Prêts, pas prêts, faites la réforme!

Bien que les assises du projet m’apparaissaient fort intéressantes, la tentative de mise en oeuvre fut plutôt catastrophique. Je fus moi-même un témoin privilégié comme enseignant de français au secondaire. Le problème, à mes yeux, ne consistait pas à ce qui nous était présenté par les conseillers pédagogiques, jetés précipitamment dans la fosse pour l’occasion. En fait, le MELS à l’époque avait, de toute évidence, négligé quelques petits détails.

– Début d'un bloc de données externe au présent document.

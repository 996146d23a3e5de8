//! Generic store operations shared by every resource kind.
//!
//! - `list_all`: every row of the kind, in store order.
//! - `upsert_one`: insert, or replace every column of the row with the same key.
//! - `batch_sync`: apply the kind's [`BatchPolicy`] inside one transaction.
use sea_orm::sea_query::OnConflict;
use sea_orm::{
    ActiveModelTrait, ConnectionTrait, DatabaseBackend, DatabaseConnection, DbErr, EntityName, EntityTrait,
    IdenStatic, IntoActiveModel, Iterable, PrimaryKeyToColumn, PrimaryKeyTrait, Statement, TransactionTrait,
};
use tracing::{error, info, instrument};

use models::resource::{BatchPolicy, Resource};

use crate::errors::ServiceError;

pub async fn list_all<R>(db: &DatabaseConnection) -> Result<Vec<R::Record>, ServiceError>
where
    R: Resource,
{
    let rows = R::find().all(db).await?;
    let records = rows
        .into_iter()
        .map(|m| R::to_record(m).map_err(ServiceError::from))
        .collect::<Result<Vec<_>, _>>()?;
    Ok(records)
}

#[instrument(skip_all, fields(kind = R::NAME))]
pub async fn upsert_one<R>(db: &DatabaseConnection, record: R::Record) -> Result<(), ServiceError>
where
    R: Resource,
    R::Model: IntoActiveModel<R::ActiveModel>,
    R::ActiveModel: Send + Sync,
{
    let am = R::into_active_model(record)?;
    let explicit_key = key_is_set::<R>(&am);
    upsert_model::<R, _>(db, am).await?;
    if explicit_key {
        resync_sequence::<R, _>(db).await?;
    }
    info!(kind = R::NAME, "record saved");
    Ok(())
}

/// Reconcile the stored collection with `records` according to `R::BATCH_POLICY`.
/// Any failing record rolls the whole batch back; returns the number of records applied.
#[instrument(skip_all, fields(kind = R::NAME, count = records.len()))]
pub async fn batch_sync<R>(db: &DatabaseConnection, records: Vec<R::Record>) -> Result<usize, ServiceError>
where
    R: Resource,
    R::Model: IntoActiveModel<R::ActiveModel>,
    R::ActiveModel: Send + Sync,
{
    let models = records
        .into_iter()
        .map(R::into_active_model)
        .collect::<Result<Vec<_>, _>>()?;
    let count = models.len();

    let txn = db.begin().await?;
    match apply_batch::<R, _>(&txn, models).await {
        Ok(()) => {
            txn.commit().await?;
            info!(kind = R::NAME, count, policy = ?R::BATCH_POLICY, "batch committed");
            Ok(count)
        }
        Err(e) => {
            error!(kind = R::NAME, count, policy = ?R::BATCH_POLICY, error = %e, "batch rolled back");
            txn.rollback().await?;
            Err(e.into())
        }
    }
}

async fn apply_batch<R, C>(conn: &C, models: Vec<R::ActiveModel>) -> Result<(), DbErr>
where
    R: Resource,
    R::Model: IntoActiveModel<R::ActiveModel>,
    R::ActiveModel: Send + Sync,
    C: ConnectionTrait,
{
    let explicit_keys = models.iter().any(key_is_set::<R>);
    match R::BATCH_POLICY {
        BatchPolicy::DestructiveReplace => {
            let deleted = R::delete_many().exec(conn).await?.rows_affected;
            info!(kind = R::NAME, deleted, "cleared before replace");
            for am in models {
                R::insert(am).exec_without_returning(conn).await?;
            }
        }
        BatchPolicy::UpsertEach => {
            for am in models {
                upsert_model::<R, _>(conn, am).await?;
            }
        }
    }
    if explicit_keys {
        resync_sequence::<R, _>(conn).await?;
    }
    Ok(())
}

async fn upsert_model<R, C>(conn: &C, am: R::ActiveModel) -> Result<(), DbErr>
where
    R: Resource,
    R::Model: IntoActiveModel<R::ActiveModel>,
    R::ActiveModel: Send + Sync,
    C: ConnectionTrait,
{
    R::insert(am).on_conflict(replace_on_key::<R>()).exec_without_returning(conn).await?;
    Ok(())
}

/// `ON CONFLICT (<pk>) DO UPDATE SET <every other column> = excluded.<column>`
fn replace_on_key<R: Resource>() -> OnConflict {
    let keys: Vec<R::Column> = <R::PrimaryKey as Iterable>::iter().map(|k| k.into_column()).collect();
    let others: Vec<R::Column> = <R::Column as Iterable>::iter()
        .filter(|c| !keys.iter().any(|k| k.as_str() == c.as_str()))
        .collect();
    let mut on_conflict = OnConflict::columns(keys);
    if others.is_empty() {
        on_conflict.do_nothing();
    } else {
        on_conflict.update_columns(others);
    }
    on_conflict
}

fn key_is_set<R: Resource>(am: &R::ActiveModel) -> bool {
    <R::PrimaryKey as Iterable>::iter().all(|k| am.get(k.into_column()).is_set())
}

/// Writes that carry explicit integer ids leave a Postgres serial sequence behind
/// the table; move it past `MAX(id)` so later generated ids do not collide.
/// SQLite derives the next rowid from the table itself.
async fn resync_sequence<R, C>(conn: &C) -> Result<(), DbErr>
where
    R: Resource,
    C: ConnectionTrait,
{
    if conn.get_database_backend() != DatabaseBackend::Postgres || !<R::PrimaryKey as PrimaryKeyTrait>::auto_increment() {
        return Ok(());
    }
    let Some(key) = <R::PrimaryKey as Iterable>::iter().next() else {
        return Ok(());
    };
    let table = R::default().table_name().to_string();
    let column = key.into_column().as_str().to_string();
    let sql = format!(
        r#"SELECT setval(pg_get_serial_sequence('"{table}"', '{column}'), COALESCE((SELECT MAX("{column}") FROM "{table}"), 0) + 1, false)"#
    );
    conn.execute(Statement::from_string(DatabaseBackend::Postgres, sql)).await?;
    Ok(())
}
use serde::{Deserialize, Serialize};

#[derive(Serialize, Debug)]
pub struct Health {
    pub status: &'static str,
}

/// Plain acknowledgement body, e.g. `{"message": "Saved successfully"}`.
#[derive(Serialize, Deserialize, Debug, Clone, PartialEq, Eq)]
pub struct Message {
    pub message: String,
}

impl Message {
    pub fn new(message: impl Into<String>) -> Self {
        Self { message: message.into() }
    }
}
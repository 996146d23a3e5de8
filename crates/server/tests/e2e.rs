use std::net::SocketAddr;
use std::path::PathBuf;

use configs::AppConfig;
use migration::MigratorTrait;
use reqwest::StatusCode as HttpStatusCode;
use serde_json::{json, Value};
use tokio::net::TcpListener;
use uuid::Uuid;

struct TestApp {
    base_url: String,
    root: PathBuf,
}

impl TestApp {
    fn url(&self, path: &str) -> String {
        format!("{}{}", self.base_url, path)
    }
}

impl Drop for TestApp {
    fn drop(&mut self) {
        let _ = std::fs::remove_dir_all(&self.root);
    }
}

/// Fresh in-memory database and a throwaway static directory per test.
async fn start_server() -> anyhow::Result<TestApp> {
    let root = std::env::temp_dir().join(format!("remont-e2e-{}", Uuid::new_v4()));
    let mut cfg = AppConfig::default();
    cfg.media.static_dir = root.join("static").to_string_lossy().into_owned();
    cfg.media.upload_dir = root.join("static/uploads").to_string_lossy().into_owned();

    let db = models::db::connect_with_config(&models::db::DatabaseConfig::in_memory()).await?;
    migration::Migrator::up(&db, None).await?;

    let app = server::build_app(db, &cfg);
    let listener = TcpListener::bind((std::net::Ipv4Addr::LOCALHOST, 0)).await?;
    let addr: SocketAddr = listener.local_addr()?;
    let base_url = format!("http://{}:{}", addr.ip(), addr.port());

    tokio::spawn(async move {
        if let Err(e) = axum::serve(listener, app).await { eprintln!("server error: {}", e); }
    });

    Ok(TestApp { base_url, root })
}

fn sofa() -> Value {
    json!({
        "id": "sofa-001",
        "category": "furniture",
        "title": {"ru": "Диван", "en": "Sofa", "uz": "Divan"},
        "price": 850,
        "images": []
    })
}

#[tokio::test]
async fn e2e_root_and_health() -> anyhow::Result<()> {
    let app = start_server().await?;
    let c = reqwest::Client::new();

    let body = c.get(app.url("/")).send().await?.json::<Value>().await?;
    assert_eq!(body["message"], "Telegram Web App API is running!");

    let res = c.get(app.url("/health")).send().await?;
    assert_eq!(res.status(), HttpStatusCode::OK);
    assert_eq!(res.json::<Value>().await?["status"], "ok");
    Ok(())
}

#[tokio::test]
async fn e2e_catalog_batch_then_list() -> anyhow::Result<()> {
    let app = start_server().await?;
    let c = reqwest::Client::new();

    let res = c.post(app.url("/api/v1/catalog/batch")).json(&json!([sofa()])).send().await?;
    assert_eq!(res.status(), HttpStatusCode::OK);
    assert_eq!(res.json::<Value>().await?["message"], "Catalog synchronized");

    let list = c.get(app.url("/api/v1/catalog/")).send().await?.json::<Vec<Value>>().await?;
    assert_eq!(list.len(), 1);
    let item = &list[0];
    assert_eq!(item["id"], "sofa-001");
    assert_eq!(item["category"], "furniture");
    assert_eq!(item["title"]["uz"], "Divan");
    assert_eq!(item["price"].as_f64(), Some(850.0));
    assert_eq!(item["images"], json!([]));
    Ok(())
}

#[tokio::test]
async fn e2e_upsert_and_destructive_replace() -> anyhow::Result<()> {
    let app = start_server().await?;
    let c = reqwest::Client::new();

    for id in ["a", "b"] {
        let res = c
            .post(app.url("/api/v1/stories/"))
            .json(&json!({"id": id, "category": "promo", "imageUrl": "/static/uploads/x.jpg", "title": "Акция"}))
            .send()
            .await?;
        assert_eq!(res.status(), HttpStatusCode::OK);
        assert_eq!(res.json::<Value>().await?["message"], "Saved successfully");
    }

    // duplicate id in one batch: rolled back, a and b survive
    let dup = json!([{"id": "c", "category": "team"}, {"id": "c", "category": "team"}]);
    let res = c.post(app.url("/api/v1/stories/batch")).json(&dup).send().await?;
    assert_eq!(res.status(), HttpStatusCode::BAD_REQUEST);
    let list = c.get(app.url("/api/v1/stories")).send().await?.json::<Vec<Value>>().await?;
    assert_eq!(list.len(), 2);

    let res = c.post(app.url("/api/v1/stories/batch")).json(&json!([{"id": "c", "category": "reviews"}])).send().await?;
    assert_eq!(res.json::<Value>().await?["message"], "Stories synchronized");
    let list = c.get(app.url("/api/v1/stories/")).send().await?.json::<Vec<Value>>().await?;
    assert_eq!(list.len(), 1);
    assert_eq!(list[0]["id"], "c");
    Ok(())
}

#[tokio::test]
async fn e2e_leads_batch_upserts() -> anyhow::Result<()> {
    let app = start_server().await?;
    let c = reqwest::Client::new();

    c.post(app.url("/api/v1/leads/"))
        .json(&json!({"id": "l-1", "phone": "+998901112233", "source": "phone", "date": "2025-03-01", "time": "10:00"}))
        .send()
        .await?;
    let res = c
        .post(app.url("/api/v1/leads/batch"))
        .json(&json!([{"id": "l-2", "source": "booking",
                       "bookingData": {"date": "2025-03-02", "time": "12:00", "address": "Ташкент"}}]))
        .send()
        .await?;
    assert_eq!(res.json::<Value>().await?["message"], "Batch upserted");

    let list = c.get(app.url("/api/v1/leads/")).send().await?.json::<Vec<Value>>().await?;
    assert_eq!(list.len(), 2);
    assert!(list.iter().all(|l| l["status"] == "new"));
    Ok(())
}

#[tokio::test]
async fn e2e_portfolio_keeps_timestamp_ids() -> anyhow::Result<()> {
    let app = start_server().await?;
    let c = reqwest::Client::new();
    let id: i64 = 1_760_000_000_000;

    let body = json!([{"id": id, "type": "living", "title": "ЖК Бунёдкор", "area": "74 м²", "isNewBuilding": true}]);
    let res = c.post(app.url("/api/v1/portfolio/batch")).json(&body).send().await?;
    assert_eq!(res.status(), HttpStatusCode::OK);
    assert_eq!(res.json::<Value>().await?["message"], "Portfolio synchronized");

    let list = c.get(app.url("/api/v1/portfolio/")).send().await?.json::<Vec<Value>>().await?;
    assert_eq!(list.len(), 1);
    assert_eq!(list[0]["id"].as_i64(), Some(id));
    assert_eq!(list[0]["type"], "living");
    Ok(())
}

#[tokio::test]
async fn e2e_validation_errors_are_400() -> anyhow::Result<()> {
    let app = start_server().await?;
    let c = reqwest::Client::new();

    let mut unknown = sofa();
    unknown["colour"] = json!("red");
    let res = c.post(app.url("/api/v1/catalog/")).json(&unknown).send().await?;
    assert_eq!(res.status(), HttpStatusCode::BAD_REQUEST);
    let body = res.json::<Value>().await?;
    assert_eq!(body["error"], "Validation Error");
    assert!(body["detail"].as_str().unwrap_or_default().contains("colour"));

    let res = c.post(app.url("/api/v1/projects/")).json(&json!({"clientName": "Иванов"})).send().await?;
    assert_eq!(res.status(), HttpStatusCode::BAD_REQUEST);

    let res = c.post(app.url("/api/v1/catalog/")).body("{not json").header("content-type", "application/json").send().await?;
    assert_eq!(res.status(), HttpStatusCode::BAD_REQUEST);
    Ok(())
}

#[tokio::test]
async fn e2e_register_twice_same_user() -> anyhow::Result<()> {
    let app = start_server().await?;
    let c = reqwest::Client::new();
    let body = json!({"telegram_id": "abc", "username": "aziz", "first_name": "Aziz"});

    let res = c.post(app.url("/api/v1/users/register")).json(&body).send().await?;
    assert_eq!(res.status(), HttpStatusCode::CREATED);
    let first = res.json::<Value>().await?;
    assert_eq!(first["is_active"], true);

    let res = c.post(app.url("/api/v1/users/register")).json(&body).send().await?;
    assert_eq!(res.status(), HttpStatusCode::OK);
    let second = res.json::<Value>().await?;
    assert_eq!(second["id"], first["id"]);

    let found = c.get(app.url("/api/v1/users/abc")).send().await?.json::<Value>().await?;
    assert_eq!(found["id"], first["id"]);

    let users = c.get(app.url("/api/v1/users/")).send().await?.json::<Vec<Value>>().await?;
    assert_eq!(users.len(), 1);

    let res = c.get(app.url("/api/v1/users/missing")).send().await?;
    assert_eq!(res.status(), HttpStatusCode::NOT_FOUND);
    assert_eq!(res.json::<Value>().await?["detail"], "User not found");
    Ok(())
}

#[tokio::test]
async fn e2e_upload_and_fetch_back() -> anyhow::Result<()> {
    let app = start_server().await?;
    let c = reqwest::Client::new();
    let bytes: Vec<u8> = (0u8..=255).cycle().take(4096).collect();

    let part = reqwest::multipart::Part::bytes(bytes.clone()).file_name("photo.png");
    let form = reqwest::multipart::Form::new().part("file", part);
    let res = c.post(app.url("/api/v1/media/upload")).multipart(form).send().await?;
    assert_eq!(res.status(), HttpStatusCode::OK);
    let url = res.json::<Value>().await?["url"].as_str().unwrap_or_default().to_string();
    assert!(url.starts_with("/static/uploads/"));
    assert!(url.ends_with(".png"));

    let fetched = c.get(app.url(&url)).send().await?;
    assert_eq!(fetched.status(), HttpStatusCode::OK);
    assert_eq!(fetched.bytes().await?.to_vec(), bytes);
    Ok(())
}

#[tokio::test]
async fn e2e_upload_multiple() -> anyhow::Result<()> {
    let app = start_server().await?;
    let c = reqwest::Client::new();

    let form = reqwest::multipart::Form::new()
        .part("files", reqwest::multipart::Part::bytes(b"one".to_vec()).file_name("a.jpg"))
        .part("files", reqwest::multipart::Part::bytes(b"two".to_vec()).file_name("b.mp4"));
    let res = c.post(app.url("/api/v1/media/upload-multiple")).multipart(form).send().await?;
    assert_eq!(res.status(), HttpStatusCode::OK);
    let urls = res.json::<Value>().await?["urls"].as_array().cloned().unwrap_or_default();
    assert_eq!(urls.len(), 2);
    assert!(urls[0].as_str().unwrap_or_default().ends_with(".jpg"));
    assert!(urls[1].as_str().unwrap_or_default().ends_with(".mp4"));

    let form = reqwest::multipart::Form::new().text("note", "no files here");
    let res = c.post(app.url("/api/v1/media/upload-multiple")).multipart(form).send().await?;
    assert_eq!(res.status(), HttpStatusCode::BAD_REQUEST);
    Ok(())
}

#[tokio::test]
async fn e2e_openapi_lists_resource_routes() -> anyhow::Result<()> {
    let app = start_server().await?;
    let doc = reqwest::get(app.url("/api-docs/openapi.json")).await?.json::<Value>().await?;
    let paths = doc["paths"].as_object().cloned().unwrap_or_default();
    for kind in ["catalog", "leads", "projects", "portfolio", "services", "stories", "settings", "users"] {
        assert!(paths.contains_key(&format!("/api/v1/{kind}/")), "missing {kind}");
        assert!(paths.contains_key(&format!("/api/v1/{kind}/batch")), "missing {kind} batch");
    }
    assert!(paths.contains_key("/api/v1/users/register"));
    Ok(())
}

  • Améliorer sa pédagogie exige beaucoup de temps alors que les enseignants en manquent cruellement.
  • Changer ses pratiques demande énormément de soutien; or le milieu scolaire n’était pas prêt à bien accompagner les enseignants.
  • L’intégration de nouvelles stratégies d’enseignement n’est pas simple, surtout lorsque l’on ne les a jamais connues comme apprenant.
  • Les grandes maisons d’édition ont adapté leur matériel au contenu des nouveaux programmes, mais elles n’ont pas aidé les enseignants à améliorer l’efficacité de leur enseignement.

Mon intention avec cet article n’est point de redorer l’image du projet de la réforme. Je me devais de remettre les pendules à l’heure en faisant entendre une autre réalité, un différent son de cloche qui résonne lorsque l’on tend l’oreille.